### PROBLEM DETAILS
Write out the line with "let o1 = orientation(&self.p, &self.q, &other.p);" and each line after it to the end of the material, exactly as they appear and with nothing else.

··· DATA TO PROCESS

use core::fmt;
use num_traits::float::Float;

use crate::error::Error;
use crate::geometry::{on_segment, orientation, Orientation, Point};

/// A line segment whose left (or, if vertical, lower) endpoint is `p`.
#[derive(Clone, Copy, Debug, PartialEq)]
pub struct LineSegment<T: Float> {
    pub p: Point<T>,
    pub q: Point<T>,
}

impl<T: Float> LineSegment<T> {
    /// Creates a segment, swapping the endpoints if needed so that `p` comes first.
    pub fn new(a: Point<T>, b: Point<T>) -> Self {
        if b.is_left_of(&a) {
            Self { p: b, q: a }
        } else {
            Self { p: a, q: b }
        }
    }

    #[inline]
    pub fn is_vertical(&self) -> bool {
        self.p.x == self.q.x
    }

    /// Squared length.
    pub fn len(&self) -> T {
        let dx = self.q.x - self.p.x;
        let dy = self.q.y - self.p.y;
        dx * dx + dy * dy
    }

    pub fn is_empty(&self) -> bool {
        self.p == self.q
    }

    pub fn slope(&self) -> Option<T> {
        if self.is_vertical() {
            None
        } else {
            Some((self.q.y - self.p.y) / (self.q.x - self.p.x))
        }
    }

    pub fn intercept(&self) -> Option<T> {
        self.slope().map(|slope| self.p.y - slope * self.p.x)
    }

    /// Evaluates the supporting line at `x`.
    pub fn y_at(&self, x: T) -> Result<T, Error> {
        match (self.slope(), self.intercept()) {
            (Some(slope), Some(intercept)) => Ok(slope * x + intercept),
            _ => Err(Error::VerticalSegment),
        }
    }

    /// Side of `point` relative to the directed line p -> q.
    ///
    /// Counter-clockwise means above, clockwise below.
    #[inline]
    pub(crate) fn side_of(&self, point: &Point<T>) -> Orientation {
        orientation(&self.p, &self.q, point)
    }

    /// Whether `point` lies above the supporting line. Points on the line count as above.
    pub fn above_line(&self, point: &Point<T>) -> Result<bool, Error> {
        if self.is_vertical() {
            return Err(Error::VerticalSegment);
        }
        Ok(self.side_of(point) != Orientation::Clockwise)
    }

    /// Whether the two segments intersect.
    ///
    /// Segments sharing an endpoint never intersect, so adjacent polygon edges are not
    /// reported.
    pub fn intersects(&self, other: &Self) -> bool {
        if self.p == other.p || self.q == other.q || self.p == other.q || self.q == other.p {
            return false;
        }

        let o1 = orientation(&self.p, &self.q, &other.p);
        let o2 = orientation(&self.p, &self.q, &other.q);
        let o3 = orientation(&other.p, &other.q, &self.p);
        let o4 = orientation(&other.p, &other.q, &self.q);

        if o1 != o2 && o3 != o4 {
            return true;
        }

        (o1 == Orientation::Collinear && on_segment(&self.p, &other.p, &self.q))
            || (o2 == Orientation::Collinear && on_segment(&self.p, &other.q, &self.q))
            || (o3 == Orientation::Collinear && on_segment(&other.p, &self.p, &other.q))
            || (o4 == Orientation::Collinear && on_segment(&other.p, &self.q, &other.q))
    }

    /// Whether `self` runs below `other`.
    ///
    /// Only meaningful for non-crossing segments whose x-ranges overlap: either both
    /// endpoints of `other` are above this line, or no endpoint of `self` is above the
    /// line of `other`.
    pub fn below_other(&self, other: &Self) -> Result<bool, Error> {
        if other.is_vertical() {
            return Err(Error::VerticalSegment);
        }
        if self.above_line(&other.p)? && self.above_line(&other.q)? {
            return Ok(true);
        }
        Ok(!other.above_line(&self.p)? && !other.above_line(&self.q)?)
    }
}

impl<T: Float> fmt::Display for LineSegment<T> {
    fn fmt(&self, f: &mut fmt::Formatter<'_>) -> fmt::Result {
        write!(f, "[{} {}]", self.p, self.q)
    }
}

······

### THE ANSWER
        let o1 = orientation(&self.p, &self.q, &other.p);
        let o2 = orientation(&self.p, &self.q, &other.q);
        let o3 = orientation(&other.p, &other.q, &self.p);
        let o4 = orientation(&other.p, &other.q, &self.q);

        if o1 != o2 && o3 != o4 {
            return true;
        }

        (o1 == Orientation::Collinear && on_segment(&self.p, &other.p, &self.q))
            || (o2 == Orientation::Collinear && on_segment(&self.p, &other.q, &self.q))
            || (o3 == Orientation::Collinear && on_segment(&other.p, &self.p, &other.q))
            || (o4 == Orientation::Collinear && on_segment(&other.p, &self.q, &other.q))
    }

    /// Whether `self` runs below `other`.
    ///
    /// Only meaningful for non-crossing segments whose x-ranges overlap: either both
    /// endpoints of `other` are above this line, or no endpoint of `self` is above the
    /// line of `other`.
    pub fn below_other(&self, other: &Self) -> Result<bool, Error> {
        if other.is_vertical() {
            return Err(Error::VerticalSegment);
        }
        if self.above_line(&other.p)? && self.above_line(&other.q)? {
            return Ok(true);
        }
        Ok(!other.above_line(&self.p)? && !other.above_line(&self.q)?)
    }
}

impl<T: Float> fmt::Display for LineSegment<T> {
    fn fmt(&self, f: &mut fmt::Formatter<'_>) -> fmt::Result {
        write!(f, "[{} {}]", self.p, self.q)
    }
}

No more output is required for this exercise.